How many times have we heard this tired cliche trotted out by some vengeance-minded prosecutor, cop, or politician to help try and placate those who don't support the death penalty, but might be able to be swayed in this particular case. The problem is, of course, that just about any case horrific enough to be eligible for the death penalty will also be horrific enough for people to use as an example of the "if this case doesn't justify it, what does..." cannard.
This is yet another example of why we, as a society, need to decide if we're going to view the death penalty as a form of justice, which I still think is a very shaky proposition, or if we're going to acknowledge that it is social vengeance - something that, while not necessarily serving the purpose of justice, sure does feel good on a primitive level.
Trying to use the example of a particularly heinous case to support the "death-penalty-as-justice" theory actually tends to defeat the purpose. For the death penalty to be just, it would have to be applied consistantly under an objective set of standards, rather than subjectively and on a case-by-case basis as it is now.
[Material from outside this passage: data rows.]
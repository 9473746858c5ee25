use std::str::FromStr;

use tracing::debug;

use crate::error::{ConvertError, Result};
use crate::models::{Header, Record, AMOUNT, TRANSACTION_TYPE};

const DEBIT: &str = "debit";
const NEGATION: char = '-';

// ---------------------------------------------------------------------------
// Actions
// ---------------------------------------------------------------------------

#[derive(Debug, Clone, Copy, PartialEq, Eq, PartialOrd, Ord, Hash)]
pub enum Action {
    // Variant order is application order: debit amounts read the
    // Transaction Type column, so they have to run before it is dropped.
    ModifyDebitAmounts,
    RemoveTransType,
    StripHeaders,
}

const ALL_ACTIONS: &[Action] = &[
    Action::StripHeaders,
    Action::ModifyDebitAmounts,
    Action::RemoveTransType,
];

impl Action {
    pub fn key(&self) -> &'static str {
        match self {
            Self::StripHeaders => "StripHeaders",
            Self::ModifyDebitAmounts => "ModifyDebitAmounts",
            Self::RemoveTransType => "RemoveTransType",
        }
    }

    pub fn apply(&self, header: &mut Header, records: &mut [Record]) {
        match self {
            Self::ModifyDebitAmounts => negate_debit_amounts(header, records),
            Self::RemoveTransType => remove_column(header, records, TRANSACTION_TYPE),
            // Consumed by the writer.
            Self::StripHeaders => {}
        }
    }
}

impl FromStr for Action {
    type Err = ConvertError;

    fn from_str(s: &str) -> Result<Self> {
        ALL_ACTIONS
            .iter()
            .find(|a| a.key() == s)
            .copied()
            .ok_or_else(|| ConvertError::UnsupportedOption(format!("action '{s}'")))
    }
}

impl std::fmt::Display for Action {
    fn fmt(&self, f: &mut std::fmt::Formatter<'_>) -> std::fmt::Result {
        f.write_str(self.key())
    }
}

fn negate_debit_amounts(header: &Header, records: &mut [Record]) {
    let (Some(type_idx), Some(amount_idx)) =
        (header.position(TRANSACTION_TYPE), header.position(AMOUNT))
    else {
        return;
    };
    let mut modified = 0usize;
    for record in records.iter_mut() {
        if record.values().get(type_idx).map(String::as_str) != Some(DEBIT) {
            continue;
        }
        if let Some(amount) = record.value_at_mut(amount_idx) {
            amount.insert(0, NEGATION);
            modified += 1;
        }
    }
    debug!(modified, "negated debit amounts");
}

fn remove_column(header: &mut Header, records: &mut [Record], column: &str) {
    let Some(idx) = header.remove(column) else {
        return;
    };
    for record in records.iter_mut() {
        record.remove_at(idx);
    }
    debug!(column, "removed column");
}

// ---------------------------------------------------------------------------
// Profiles
// ---------------------------------------------------------------------------

#[derive(Debug, Clone, Copy, PartialEq, Eq)]
pub enum Profile {
    Banktivity,
}

const ALL_PROFILES: &[Profile] = &[Profile::Banktivity];

impl Profile {
    pub fn key(&self) -> &'static str {
        match self {
            Self::Banktivity => "Banktivity",
        }
    }

    pub fn actions(&self) -> &'static [Action] {
        match self {
            Self::Banktivity => &[Action::ModifyDebitAmounts, Action::RemoveTransType],
        }
    }
}

impl FromStr for Profile {
    type Err = ConvertError;

    fn from_str(s: &str) -> Result<Self> {
        ALL_PROFILES
            .iter()
            .find(|p| p.key().eq_ignore_ascii_case(s.trim()))
            .copied()
            .ok_or_else(|| ConvertError::UnsupportedOption(format!("profile '{s}'")))
    }
}

// ---------------------------------------------------------------------------
// Plan
// ---------------------------------------------------------------------------

/// The validated set of actions for one run, in application order.
#[derive(Debug, Clone, PartialEq, Eq)]
pub struct Plan {
    actions: Vec<Action>,
}

impl Plan {
    /// Build a plan from a list of actions. Each action may appear at most
    /// once; applying one twice would, for instance, double-negate amounts.
    pub fn from_actions(actions: &[Action]) -> Result<Self> {
        let mut sorted = actions.to_vec();
        sorted.sort();
        if let Some(dup) = sorted.windows(2).find(|w| w[0] == w[1]) {
            return Err(ConvertError::UnsupportedOption(format!(
                "action '{}' listed more than once",
                dup[0]
            )));
        }
        Ok(Self { actions: sorted })
    }

    pub fn from_profile(profile: Profile) -> Self {
        Self {
            actions: profile.actions().to_vec(),
        }
    }

    /// Parse a comma-separated action list such as
    /// `ModifyDebitAmounts, RemoveTransType`. Blank entries are ignored.
    pub fn parse_actions(list: &str) -> Result<Self> {
        let actions = list
            .split(',')
            .map(str::trim)
            .filter(|s| !s.is_empty())
            .map(Action::from_str)
            .collect::<Result<Vec<_>>>()?;
        Self::from_actions(&actions)
    }

    /// Resolve the command-line selection. Exactly one of `profile` and
    /// `actions` must be given.
    pub fn resolve(profile: Option<&str>, actions: Option<&str>, strip_headers: bool) -> Result<Self> {
        let mut plan = match (profile, actions) {
            (Some(_), Some(_)) => {
                return Err(ConvertError::ConfigurationConflict(
                    "Specify either a profile or a list of actions, not both".to_string(),
                ))
            }
            (None, None) => {
                return Err(ConvertError::ConfigurationConflict(
                    "No profile or actions specified".to_string(),
                ))
            }
            (Some(name), None) => Self::from_profile(name.parse()?),
            (None, Some(list)) => Self::parse_actions(list)?,
        };
        if strip_headers && !plan.contains(Action::StripHeaders) {
            plan.actions.push(Action::StripHeaders);
            plan.actions.sort();
        }
        Ok(plan)
    }

    pub fn actions(&self) -> &[Action] {
        &self.actions
    }

    pub fn contains(&self, action: Action) -> bool {
        self.actions.contains(&action)
    }

    pub fn writes_header(&self) -> bool {
        !self.contains(Action::StripHeaders)
    }

    pub fn apply(&self, header: &mut Header, records: &mut [Record]) {
        for action in &self.actions {
            action.apply(header, records);
        }
    }
}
Report: Teen sniper suspect confesses. FAIRFAX, Va. - John Lee Malvo, the 17-year-old accused in a series of sniper attacks in the Washington, D.C., suburbs, has admitted to police that he was the triggerman in some of the killings, The Washington Post reported Sunday. [USA Today: Nation]
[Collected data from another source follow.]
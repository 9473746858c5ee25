use std::path::{Path, PathBuf};

use tracing::debug;

use crate::error::{ConvertError, Result};
use crate::models::Record;

pub const CSV_EXTENSION: &str = ".csv";

/// Read a Mint export. The first row is treated as the header and skipped
/// without looking at it; every other row is kept as-is, whatever its
/// width, so the validator can report short or long rows.
pub fn read_mint_csv(path: &Path) -> Result<Vec<Record>> {
    if !path.exists() {
        return Err(ConvertError::MissingFile(path.to_path_buf()));
    }
    debug!(file = %path.display(), "reading CSV file");

    let file = std::fs::File::open(path)?;
    let mut rdr = csv::ReaderBuilder::new()
        .has_headers(true)
        .flexible(true)
        .from_reader(std::io::BufReader::new(file));

    let mut records = Vec::new();
    for result in rdr.records() {
        let row = result.map_err(|e| ConvertError::MalformedInput {
            path: path.to_path_buf(),
            reason: e.to_string(),
        })?;
        records.push(Record::new(row.iter().map(str::to_string).collect()));
    }
    debug!(file = %path.display(), rows = records.len(), "read CSV file");
    Ok(records)
}

/// The CSV files directly inside `dir`, sorted by name. Subdirectories and
/// files with other extensions are skipped; there is no recursion.
pub fn csv_entries(dir: &Path) -> Result<Vec<PathBuf>> {
    let mut entries = Vec::new();
    for entry in std::fs::read_dir(dir)? {
        let entry = entry?;
        let path = entry.path();
        let is_csv = entry
            .file_name()
            .to_str()
            .is_some_and(|name| name.ends_with(CSV_EXTENSION));
        if is_csv && path.is_file() {
            entries.push(path);
        } else {
            debug!(entry = %path.display(), "skipping non-CSV entry");
        }
    }
    entries.sort();
    Ok(entries)
}
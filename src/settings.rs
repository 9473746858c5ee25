use std::path::{Path, PathBuf};

use serde::{Deserialize, Serialize};

use crate::error::{ConvertError, Result};

/// Optional defaults read from `~/.config/mint-convert/settings.json`.
/// Command-line flags always win.
#[derive(Debug, Clone, Default, PartialEq, Eq, Serialize, Deserialize)]
pub struct Settings {
    /// Remap file used when `--categories` is not given.
    #[serde(default)]
    pub categories_file: Option<String>,
    /// Always pre-validate before writing.
    #[serde(default)]
    pub atomic: bool,
}

fn config_dir() -> PathBuf {
    dirs::home_dir()
        .unwrap_or_else(|| PathBuf::from("."))
        .join(".config")
        .join("mint-convert")
}

pub fn settings_path() -> PathBuf {
    config_dir().join("settings.json")
}

/// Defaults when the file is absent; an unreadable file is an error rather
/// than silently ignored, since it changes what gets written.
pub fn load_settings_from(path: &Path) -> Result<Settings> {
    if !path.exists() {
        return Ok(Settings::default());
    }
    let content = std::fs::read_to_string(path)?;
    serde_json::from_str(&content)
        .map_err(|e| ConvertError::Settings(format!("{}: {e}", path.display())))
}

pub fn load_settings() -> Result<Settings> {
    load_settings_from(&settings_path())
}

impl Settings {
    pub fn categories_path(&self) -> Option<PathBuf> {
        self.categories_file
            .as_deref()
            .filter(|p| !p.is_empty())
            .map(|p| PathBuf::from(shellexpand_path(p)))
    }
}

pub fn shellexpand_path(path: &str) -> String {
    if let Some(rest) = path.strip_prefix('~') {
        if let Some(home) = dirs::home_dir() {
            return format!("{}{rest}", home.to_string_lossy());
        }
    }
    path.to_string()
}
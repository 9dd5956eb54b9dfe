//! Candidate file discovery and ordering.

use std::collections::BTreeSet;
use std::path::Path;

use anyhow::{Context, Result};
use ignore::WalkBuilder;

use crate::domain::model::{CandidateFile, SortMode};

/// List the immediate files of `dir` whose extension belongs to `extensions`,
/// ordered per `sort`.
///
/// Only direct children are considered; directories and extension-less
/// entries never qualify. Hidden files receive no special treatment beyond
/// what the extension filter naturally excludes.
pub fn collect_candidates(
    dir: &Path,
    extensions: &BTreeSet<String>,
    sort: SortMode,
) -> Result<Vec<CandidateFile>> {
    let mut candidates = Vec::new();

    let mut builder = WalkBuilder::new(dir);
    builder.max_depth(Some(1)).standard_filters(false);

    for entry in builder.build() {
        let entry =
            entry.with_context(|| format!("failed to list directory {}", dir.display()))?;
        let path = entry.path();
        if path == dir {
            continue;
        }
        if !entry.file_type().is_some_and(|kind| kind.is_file()) {
            continue;
        }
        let Some(file_name) = path.file_name().and_then(|name| name.to_str()) else {
            continue;
        };
        let Some(extension) = path.extension().and_then(|ext| ext.to_str()) else {
            continue;
        };
        let extension = format!(".{}", extension.to_lowercase());
        if !extensions.contains(&extension) {
            continue;
        }
        candidates.push(CandidateFile {
            path: path.to_path_buf(),
            file_name: file_name.to_owned(),
            extension,
        });
    }

    sort_candidates(&mut candidates, sort);
    Ok(candidates)
}

/// Order candidates in place. Both modes use stable, ordinal comparisons.
pub fn sort_candidates(candidates: &mut [CandidateFile], sort: SortMode) {
    match sort {
        SortMode::Type => candidates.sort_by(|a, b| {
            a.extension
                .cmp(&b.extension)
                .then_with(|| a.file_name.cmp(&b.file_name))
        }),
        SortMode::Name => candidates.sort_by(|a, b| a.file_name.cmp(&b.file_name)),
    }
}
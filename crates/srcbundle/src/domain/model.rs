//! Domain models for bundle options and candidate files.

use std::path::PathBuf;
use std::str::FromStr;

/// Ordering applied to candidate files before bundling.
#[derive(Debug, Clone, Copy, Default, PartialEq, Eq)]
pub enum SortMode {
    /// Order by file name.
    #[default]
    Name,
    /// Order by lower-cased extension, then file name.
    Type,
}

impl FromStr for SortMode {
    type Err = std::convert::Infallible;

    /// Lenient parse: the exact literal `type` selects type ordering, any
    /// other value falls back to name ordering.
    fn from_str(value: &str) -> Result<Self, Self::Err> {
        match value {
            "type" => Ok(SortMode::Type),
            _ => Ok(SortMode::Name),
        }
    }
}

/// Options controlling a single bundle run.
#[derive(Debug, Clone)]
pub struct BundleOptions {
    /// Requested language tokens; may include the sentinel `all`.
    pub languages: Vec<String>,
    /// Destination file, resolved against the working directory when relative.
    pub output: PathBuf,
    /// Prepend a `# Source:` comment before each file's content.
    pub note: bool,
    pub sort: SortMode,
    /// Drop blank and whitespace-only lines before writing.
    pub remove_empty_lines: bool,
    /// Author name written as a `# Author:` header when non-empty.
    pub author: Option<String>,
}

/// A file in the working directory whose extension matched the selection.
#[derive(Debug, Clone, PartialEq, Eq)]
pub struct CandidateFile {
    pub path: PathBuf,
    pub file_name: String,
    /// Lower-cased extension including the leading dot.
    pub extension: String,
}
It's interesting to note that the reported confession came during the 7-hour interview conducted with Malvo before he was appointed a lawyer or a guardian. It's also interesting that the only crime the police have specificed on which he admitted to being the triggerman (though they've indicated that he confessed to others as well) is the murder of Linda Franklin, the FBI analyist who was shot in the parking lot of a Home Depot store in Virginia - the state preparing to prosecute him.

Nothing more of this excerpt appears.